There is evidence that winter is close upon us. The River Birch on the south side of the house is dropping leaves, the sumac is turning orange, the birds are quiet, the hummingbirds are drinking sugar water like it's the last bottle left in the world, the sun is coming up on the right side of the window now instead of the left, the grass is starting to crackle as we walk and the apples are falling from the trees. We are looking over the list for our trip to Wisconsin which always falls the Saturday before Labor Day to the Saturday after Labor Day. Early fall in the Northwoods - can't beat that.
This summer just screamed by. We were busy with a vacation, new gardens, new cat (and that's a whole other story), and crafting. Carl added gutter guards, his days of cleaning gutters hopefully finished. We have another flower bed to transplant but it may wait until spring now if weather conditions don't improve after we get home from Wisconsin. The plants need enough good weather to establish roots before it gets cold, not 90 degree weather, either. We've had weird weather this year - a week of beautiful 70s and then 90s and then 70s and then 90s. Not conducive to transplanting. I was just out at the new bed - yeah, weeds are at a minimum, so few I didn't even bother to pull them, I'll wait for a cool morning. The peony I was worried about is hanging on by a thread. It's a pink and white beauty with a fabulous fragrance, I would be sorry to loose it. Peonies should be transplanted in the fall, but it was holding up progress so was done early. Everything else we transplanted is either doing well or doing really well. Some things like the new bed better than the old one. The first raised bed has lots of weed - that horrible vine I've been fighting since the dirt was hauled in is rampant again. No matter how often I pull it or spray it, it refuses to die. And it hides inside plants until it really gets a hold. I imagine a huge root lies under the bed sending up shoots the whole length of the bed. The first cool day I need to spray and pull again. Other than the weeds that bed is also doing well. The rose we transplanted was doing really good until the Japanese Beetles discovered the yellow flowers. I sprayed them every day. Since our beds are created for butterflies we can't blanket spray, so I have a small spray bottle with bug killer that hangs from the fence next to the rose, I hit it with a shot when I see the beetles while avoiding the plants next to it.
Carl found a new platform feeder at a garage sale and we installed it on the honeysuckle fence for the winter. We have six feeders on the south side that we use from early spring to late summer. But in the winter I like the feeder on the north side so I can see the birds while I craft. In the early spring we take it down because it's next to the bluebird box and we don't want anything to interfere with our bluebirds. The birds seem to know where the food is.

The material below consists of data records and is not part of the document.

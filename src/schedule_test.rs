use super::*;

#[test]
fn new_slot_has_nothing_pending() {
    let slot = RevertSlot::default();
    assert_eq!(slot.due_ms(), None);
}

#[test]
fn arm_sets_due_time_relative_to_now() {
    let mut slot = RevertSlot::default();
    slot.arm(1_000.0, 3000);
    assert_eq!(slot.due_ms(), Some(4_000.0));
}

#[test]
fn fire_with_live_ticket_clears_pending() {
    let mut slot = RevertSlot::default();
    let ticket = slot.arm(0.0, 300);
    assert!(slot.fire(ticket));
    assert_eq!(slot.due_ms(), None);
    assert!(!slot.fire(ticket));
}

#[test]
fn rearm_supersedes_older_ticket() {
    let mut slot = RevertSlot::default();
    let first = slot.arm(0.0, 3000);
    let second = slot.arm(1_500.0, 3000);
    assert_ne!(first, second);
    assert!(!slot.fire(first));
    assert_eq!(slot.due_ms(), Some(4_500.0));
    assert!(slot.fire(second));
}
//! Page-level tunables for the controllers.
//!
//! DESIGN
//! ======
//! Every field has a default matching the stock portfolio markup, so an empty
//! page needs no config at all. A page may override any subset through an
//! inline `<script type="application/json" id="portfolio-config">` block.

#[cfg(test)]
#[path = "config_test.rs"]
mod config_test;

use serde::Deserialize;

use crate::error::UiError;

/// Element id of the optional inline JSON config block.
pub const CONFIG_ELEMENT_ID: &str = "portfolio-config";

/// Font preloaded by the page loader.
pub const DEFAULT_FONT_URL: &str =
    "https://fonts.gstatic.com/s/inter/v12/UcCO3FwrK3iLTeHuS_fvQtMwCp50KnMw2boKoduKmMEVuLyfAZ9hiA.woff2";

/// Controller settings, deserialized with per-field defaults.
#[derive(Clone, Debug, PartialEq, Deserialize)]
#[serde(default)]
pub struct PortfolioConfig {
    /// `localStorage` key holding the theme preference.
    pub theme_storage_key: String,
    /// How long the body color transition stays applied after a toggle.
    pub theme_transition_ms: u32,
    /// Viewport width above which the mobile menu is force-closed.
    pub nav_breakpoint_px: f64,
    /// How long submit feedback stays on the button.
    pub feedback_window_ms: u32,
    /// Intersection ratio that counts as visible.
    pub reveal_threshold: f64,
    /// Observer root margin.
    pub reveal_root_margin: String,
    /// Class added to revealed elements.
    pub reveal_class: String,
    /// Font URL injected as a preload hint.
    pub font_url: String,
    /// Delay before the one-off icon render at startup.
    pub icon_boot_delay_ms: u32,
}

impl Default for PortfolioConfig {
    fn default() -> Self {
        Self {
            theme_storage_key: "theme".to_owned(),
            theme_transition_ms: 300,
            nav_breakpoint_px: 768.0,
            feedback_window_ms: 3000,
            reveal_threshold: 0.1,
            reveal_root_margin: "0px 0px -50px 0px".to_owned(),
            reveal_class: "animate-in".to_owned(),
            font_url: DEFAULT_FONT_URL.to_owned(),
            icon_boot_delay_ms: 100,
        }
    }
}

impl PortfolioConfig {
    /// Parse a config override. Missing fields keep their defaults.
    ///
    /// # Errors
    ///
    /// Returns [`UiError::Config`] when `raw` is not a JSON object of the
    /// expected shape.
    pub fn from_json(raw: &str) -> Result<Self, UiError> {
        Ok(serde_json::from_str(raw)?)
    }

    /// Parse an optional override, logging and falling back to defaults on
    /// bad input.
    #[must_use]
    pub fn from_json_or_default(raw: Option<&str>) -> Self {
        let Some(raw) = raw.map(str::trim).filter(|raw| !raw.is_empty()) else {
            return Self::default();
        };
        match Self::from_json(raw) {
            Ok(config) => config,
            Err(e) => {
                log::warn!("ignoring portfolio config: {e}");
                Self::default()
            }
        }
    }
}
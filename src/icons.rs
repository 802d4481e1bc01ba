//! Feather icon placeholders and the optional renderer hook.
//!
//! The page loads the Feather script separately. Controllers only write
//! `<i data-feather="...">` placeholders and ask the renderer, when present,
//! to rescan the DOM.

#[cfg(test)]
#[path = "icons_test.rs"]
mod icons_test;

use std::rc::Rc;

/// Glyphs swapped in by the controllers.
#[derive(Clone, Copy, Debug, PartialEq, Eq)]
pub enum Icon {
    Menu,
    Close,
    Check,
    AlertCircle,
}

impl Icon {
    /// Feather icon name.
    #[must_use]
    pub fn name(self) -> &'static str {
        match self {
            Self::Menu => "menu",
            Self::Close => "x",
            Self::Check => "check",
            Self::AlertCircle => "alert-circle",
        }
    }

    /// Placeholder markup, optionally with a CSS class.
    #[must_use]
    pub fn placeholder(self, class: Option<&str>) -> String {
        match class {
            Some(class) => format!(r#"<i data-feather="{}" class="{class}"></i>"#, self.name()),
            None => format!(r#"<i data-feather="{}"></i>"#, self.name()),
        }
    }
}

/// Something that turns icon placeholders into rendered SVG.
pub trait IconRenderer {
    fn render_icons(&self);
}

/// Shared optional renderer, resolved once at startup.
pub type SharedIcons = Option<Rc<dyn IconRenderer>>;

/// Rescan icons if a renderer is installed.
pub fn refresh(icons: &SharedIcons) {
    if let Some(renderer) = icons {
        renderer.render_icons();
    }
}
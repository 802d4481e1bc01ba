//! Light/dark theme preference and its application to the page.
//!
//! Reads the preference from a [`PreferenceStore`] and applies a `data-theme`
//! attribute to the `<html>` element. Toggling writes the new value back and
//! briefly enables a body color transition so the switch fades.
//!
//! TRADE-OFFS
//! ==========
//! An unrecognized stored value is treated as unset. External stylesheets only
//! understand `light` and `dark`, so passing anything else through would leave
//! the page unstyled.

#[cfg(test)]
#[path = "theme_test.rs"]
mod theme_test;

use std::fmt;

use crate::config::PortfolioConfig;
use crate::schedule::{RevertSlot, RevertTicket};

/// Attribute on `<html>` that stylesheets key off.
pub const THEME_ATTRIBUTE: &str = "data-theme";

/// Body transition applied for the duration of a toggle lasting `ms`.
#[must_use]
pub fn body_transition(ms: u32) -> String {
    let secs = f64::from(ms) / 1000.0;
    format!("background-color {secs}s ease, color {secs}s ease")
}

/// Display theme.
#[derive(Clone, Copy, Debug, Default, PartialEq, Eq)]
pub enum Theme {
    #[default]
    Light,
    Dark,
}

impl Theme {
    #[must_use]
    pub fn as_str(self) -> &'static str {
        match self {
            Self::Light => "light",
            Self::Dark => "dark",
        }
    }

    /// Parse a stored value. Only the exact lowercase names are accepted.
    #[must_use]
    pub fn parse(raw: &str) -> Option<Self> {
        match raw {
            "light" => Some(Self::Light),
            "dark" => Some(Self::Dark),
            _ => None,
        }
    }

    #[must_use]
    pub fn toggled(self) -> Self {
        match self {
            Self::Light => Self::Dark,
            Self::Dark => Self::Light,
        }
    }
}

impl fmt::Display for Theme {
    fn fmt(&self, f: &mut fmt::Formatter<'_>) -> fmt::Result {
        f.write_str(self.as_str())
    }
}

/// Origin-scoped key/value persistence (`localStorage` in the browser).
pub trait PreferenceStore {
    fn load(&self, key: &str) -> Option<String>;
    fn save(&mut self, key: &str, value: &str);
}

/// Document hooks the theme manager writes to.
pub trait ThemeSurface {
    /// Set the theme attribute on the root element.
    fn apply_theme(&mut self, theme: Theme);
    /// Set (or clear, with `""`) the inline body transition.
    fn set_body_transition(&mut self, value: &str);
}

/// Owns the current theme and keeps store and document in sync.
pub struct ThemeManager<S, T> {
    store: S,
    surface: T,
    storage_key: String,
    transition_ms: u32,
    current: Theme,
    transition: RevertSlot,
}

impl<S: PreferenceStore, T: ThemeSurface> ThemeManager<S, T> {
    /// Load the stored preference and apply it immediately.
    pub fn new(store: S, surface: T, config: &PortfolioConfig) -> Self {
        let storage_key = config.theme_storage_key.clone();
        let initial = match store.load(&storage_key) {
            Some(raw) => Theme::parse(&raw).unwrap_or_else(|| {
                log::warn!("unknown stored theme {raw:?}; using {}", Theme::default());
                Theme::default()
            }),
            None => Theme::default(),
        };
        let mut manager = Self {
            store,
            surface,
            storage_key,
            transition_ms: config.theme_transition_ms,
            current: initial,
            transition: RevertSlot::default(),
        };
        manager.set_theme(initial);
        manager
    }

    #[must_use]
    pub fn current(&self) -> Theme {
        self.current
    }

    /// Apply and persist `theme`.
    pub fn set_theme(&mut self, theme: Theme) {
        self.surface.apply_theme(theme);
        self.store.save(&self.storage_key, theme.as_str());
        self.current = theme;
        log::debug!("theme set to {theme}");
    }

    /// Switch to the opposite theme with a temporary body transition.
    ///
    /// The returned ticket must be passed to [`Self::clear_transition`] once
    /// [`Self::transition_ms`] has elapsed.
    pub fn toggle_theme(&mut self, now_ms: f64) -> RevertTicket {
        self.set_theme(self.current.toggled());
        self.surface.set_body_transition(&body_transition(self.transition_ms));
        self.transition.arm(now_ms, self.transition_ms)
    }

    /// Remove the toggle transition if `ticket` is still current.
    pub fn clear_transition(&mut self, ticket: RevertTicket) -> bool {
        if !self.transition.fire(ticket) {
            return false;
        }
        self.surface.set_body_transition("");
        true
    }

    #[must_use]
    pub fn transition_ms(&self) -> u32 {
        self.transition_ms
    }

    #[must_use]
    pub fn store(&self) -> &S {
        &self.store
    }

    #[must_use]
    pub fn surface(&self) -> &T {
        &self.surface
    }
}
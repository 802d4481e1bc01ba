//! Hygiene: keeps panicking shortcuts out of production code.
//!
//! These tests scan `src/` for antipatterns. Each has a budget (ideally
//! zero). If you must add one, fix an existing one first; the budget never
//! grows.
#![allow(clippy::absurd_extreme_comparisons)]

use std::fs;
use std::path::Path;

// Panics: these abort the WASM instance and every controller with it.
const MAX_UNWRAP: usize = 0;
const MAX_EXPECT: usize = 0;
const MAX_PANIC: usize = 0;
const MAX_UNREACHABLE: usize = 0;
const MAX_TODO: usize = 0;
const MAX_UNIMPLEMENTED: usize = 0;

// Silent loss: discards errors without inspecting.
const MAX_SILENT_DISCARD: usize = 0;
const MAX_DOT_OK: usize = 0;

// Style / structure.
const MAX_ALLOW_DEAD_CODE: usize = 0;

struct SourceFile {
    path: String,
    content: String,
}

/// Collect production `.rs` files from `src/`, excluding `*_test.rs`.
fn source_files() -> Vec<SourceFile> {
    let mut files = Vec::new();
    collect_rs_files(Path::new("src"), &mut files);
    files
}

fn collect_rs_files(dir: &Path, out: &mut Vec<SourceFile>) {
    let Ok(entries) = fs::read_dir(dir) else {
        return;
    };
    for entry in entries.flatten() {
        let path = entry.path();
        if path.is_dir() {
            collect_rs_files(&path, out);
        } else if path.extension().is_some_and(|e| e == "rs") {
            let path_str = path.to_string_lossy().to_string();
            if path_str.ends_with("_test.rs") {
                continue;
            }
            if let Ok(content) = fs::read_to_string(&path) {
                out.push(SourceFile { path: path_str, content });
            }
        }
    }
}

fn count_in_source(files: &[SourceFile], pattern: &str) -> Vec<(String, usize)> {
    files
        .iter()
        .filter_map(|file| {
            let count = file
                .content
                .lines()
                .filter(|line| line.contains(pattern))
                .count();
            (count > 0).then(|| (file.path.clone(), count))
        })
        .collect()
}

fn total(hits: &[(String, usize)]) -> usize {
    hits.iter().map(|(_, c)| c).sum()
}

fn format_hits(hits: &[(String, usize)]) -> String {
    hits.iter()
        .map(|(path, count)| format!("  {path}: {count}"))
        .collect::<Vec<_>>()
        .join("\n")
}

fn assert_budget(pattern: &str, max: usize) {
    let files = source_files();
    assert!(!files.is_empty(), "no sources found under src/");
    let hits = count_in_source(&files, pattern);
    let count = total(&hits);
    assert!(count <= max, "{pattern} budget exceeded: found {count}, max {max}.\n{}", format_hits(&hits));
}

#[test]
fn unwrap_budget() {
    assert_budget(".unwrap()", MAX_UNWRAP);
}

#[test]
fn expect_budget() {
    assert_budget(".expect(", MAX_EXPECT);
}

#[test]
fn panic_budget() {
    assert_budget("panic!(", MAX_PANIC);
}

#[test]
fn unreachable_budget() {
    assert_budget("unreachable!(", MAX_UNREACHABLE);
}

#[test]
fn todo_budget() {
    assert_budget("todo!(", MAX_TODO);
}

#[test]
fn unimplemented_budget() {
    assert_budget("unimplemented!(", MAX_UNIMPLEMENTED);
}

#[test]
fn silent_discard_budget() {
    assert_budget("let _ =", MAX_SILENT_DISCARD);
}

#[test]
fn dot_ok_budget() {
    assert_budget(".ok()", MAX_DOT_OK);
}

#[test]
fn allow_dead_code_budget() {
    assert_budget("#[allow(dead_code)]", MAX_ALLOW_DEAD_CODE);
}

Some people are sad about winter coming but gardeners know that winter is a time of renewal and rest, something every living thing in the world needs, especially gardeners. I'll start planning changes to our gardens in November, ordering seeds in December and I'll have a full game plan by February. Early March, the greenhouse will go up and I'll start planting seeds. So, although gardening is a full time hobby, some of the work is cerebral instead of physical. I have to admit I love pouring over new seed catalogs even though I'm worn out and semi-sick of gardening by the time they arrive. Which proves that gardeners may be just a tad crazy.